■ **Assigned task**: From the entries that follow, work out how many lines contain "dest". Write the number only.

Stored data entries
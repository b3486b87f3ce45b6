//! Region visibility capability provided by the host surface

use futures::channel::mpsc;

/// A region inside the scroll container, addressed by layout position
#[derive(Clone, Copy, Debug, PartialEq, Eq, Hash, PartialOrd, Ord)]
pub struct RegionId(pub usize);

/// A region crossed the visibility threshold in either direction
#[derive(Clone, Copy, Debug, PartialEq, Eq)]
pub struct VisibilityEvent {
    pub region: RegionId,
    pub visible: bool,
}

pub type VisibilitySink = mpsc::UnboundedSender<VisibilityEvent>;
pub type VisibilityStream = mpsc::UnboundedReceiver<VisibilityEvent>;

pub fn visibility_channel() -> (VisibilitySink, VisibilityStream) {
    mpsc::unbounded()
}

/// "Observe region visibility ratio relative to a root container."
///
/// Implementors report the current state of a region as soon as it is
/// observed, then one event per threshold crossing. Events for every
/// observed region go to the sink handed over at `observe`, in the order
/// the crossings happened.
pub trait VisibilityObserver {
    fn observe(&mut self, region: RegionId, sink: VisibilitySink);

    /// Stop observing everything. No event may be sent afterwards.
    fn disconnect(&mut self);
}
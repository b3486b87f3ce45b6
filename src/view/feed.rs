//! Scrolling feed rendering
//!
//! Units are laid out back to back, each exactly one viewport tall. Every
//! unit intersecting the viewport is drawn whole into a scratch buffer and
//! its visible rows are copied into the frame, so a half-scrolled unit
//! looks cut off rather than squashed.

use std::time::Instant;

use ratatui::{
    buffer::Buffer,
    layout::{Alignment, Rect},
    style::{Color, Modifier, Style},
    widgets::{Paragraph, Widget},
    Frame,
};

use crate::model::AppModel;
use crate::surface::RegionId;
use super::unit::render_unit;
use super::utils::centered_rect;

pub fn render_feed(frame: &mut Frame, area: Rect, model: &AppModel, now: Instant) {
    if model.store.is_empty() {
        let message = Paragraph::new("No cars to show")
            .alignment(Alignment::Center)
            .style(Style::default().fg(Color::Gray));
        frame.render_widget(message, centered_rect(area.width, 1, area));
        return;
    }

    let viewport = &model.viewport;
    let top = viewport.offset();
    let bottom = top + area.height as u32;
    let sweep = model.config.playback.progress_sweep();

    // listing regions followed by the footer region
    for index in 0..=viewport.units() {
        let Some((start, end)) = viewport.region_bounds(RegionId(index)) else {
            continue;
        };
        if end <= top || start >= bottom {
            continue;
        }

        let mut scratch = Buffer::empty(Rect::new(0, 0, area.width, (end - start) as u16));
        let scratch_area = scratch.area;
        if index < viewport.units() {
            let (Some(listing), Some(unit)) = (model.store.get(index), model.feed.unit_at(index)) else {
                continue;
            };
            render_unit(&mut scratch, scratch_area, listing, unit, now, sweep);
        } else {
            render_footer(&mut scratch, scratch_area);
        }
        blit(frame.buffer_mut(), area, &scratch, start as i64 - top as i64);
    }
}

fn render_footer(buf: &mut Buffer, area: Rect) {
    let y = area.y + area.height / 2;
    Paragraph::new("E N D   O F   F E E D")
        .alignment(Alignment::Center)
        .style(Style::default().fg(Color::DarkGray).add_modifier(Modifier::BOLD))
        .render(Rect::new(area.x, y, area.width, 1), buf);
}

/// Copy `src` into `area` of `dest` with its first row at `top` (may be negative)
fn blit(dest: &mut Buffer, area: Rect, src: &Buffer, top: i64) {
    for row in 0..src.area.height {
        let y = top + row as i64;
        if y < 0 || y >= area.height as i64 {
            continue;
        }
        for col in 0..src.area.width.min(area.width) {
            let Some(cell) = src.cell((col, row)) else {
                continue;
            };
            if let Some(target) = dest.cell_mut((area.x + col, area.y + y as u16)) {
                *target = cell.clone();
            }
        }
    }
}
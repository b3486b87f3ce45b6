mod config;
mod controller;
mod logging;
mod model;
mod surface;
mod tracker;
mod view;

use std::io;
use std::sync::Arc;
use std::time::Instant;
use anyhow::Result;
use tokio::sync::{mpsc, Mutex};
use crossterm::{
    event::{self, DisableMouseCapture, EnableMouseCapture, Event},
    execute,
    terminal::{disable_raw_mode, enable_raw_mode, EnterAlternateScreen, LeaveAlternateScreen},
};
use ratatui::{backend::CrosstermBackend, Terminal};

use config::Config;
use controller::AppController;
use model::{AppModel, ListingStore};
use view::AppView;

#[tokio::main]
async fn main() -> Result<()> {
    if let Err(e) = logging::init_logging() {
        eprintln!("Warning: Failed to initialize logging: {}", e);
    }

    tracing::info!("=== Drift-RS Starting ===");

    let config = Config::load()?;
    let store = ListingStore::bundled()?;
    tracing::info!(listings = store.len(), "Listing store loaded");

    enable_raw_mode()?;
    let mut stdout = io::stdout();
    execute!(stdout, EnterAlternateScreen, EnableMouseCapture)?;
    let backend = CrosstermBackend::new(stdout);
    let mut terminal = Terminal::new(backend)?;

    let size = terminal.size()?;
    let (feed_tx, feed_rx) = mpsc::unbounded_channel();
    let app_model = AppModel::new(config, store, AppView::feed_height(size.height), feed_tx);
    let model = Arc::new(Mutex::new(app_model));

    let controller = AppController::new(model.clone());
    controller.start_feed_event_listener(feed_rx);

    let res = run_app(&mut terminal, model.clone(), controller).await;

    model.lock().await.unmount();

    // Restore terminal
    disable_raw_mode()?;
    execute!(terminal.backend_mut(), LeaveAlternateScreen, DisableMouseCapture)?;
    terminal.show_cursor()?;

    if let Err(err) = res {
        tracing::error!(error = ?err, "Application error");
    }

    tracing::info!("Drift-RS shutting down");
    Ok(())
}

async fn run_app(
    terminal: &mut Terminal<CrosstermBackend<io::Stdout>>,
    model: Arc<Mutex<AppModel>>,
    controller: AppController,
) -> Result<()> {
    let tick_rate = model.lock().await.config.ui.tick_rate();

    loop {
        let now = Instant::now();
        controller.tick(now).await;

        let should_quit = {
            let model_guard = model.lock().await;
            terminal.draw(|f| {
                AppView::render(f, &model_guard, now);
            })?;
            model_guard.should_quit()
        };

        if should_quit {
            break;
        }

        if event::poll(tick_rate)? {
            let result = match event::read()? {
                Event::Key(key) => controller.handle_key_event(key).await,
                Event::Mouse(mouse) => controller.handle_mouse_event(mouse).await,
                Event::Resize(width, height) => controller.handle_resize(width, height).await,
                _ => Ok(()),
            };
            if let Err(e) = result {
                tracing::warn!(error = %e, "Event handling failed");
            }
        }
    }

    Ok(())
}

■ **Reply**: 3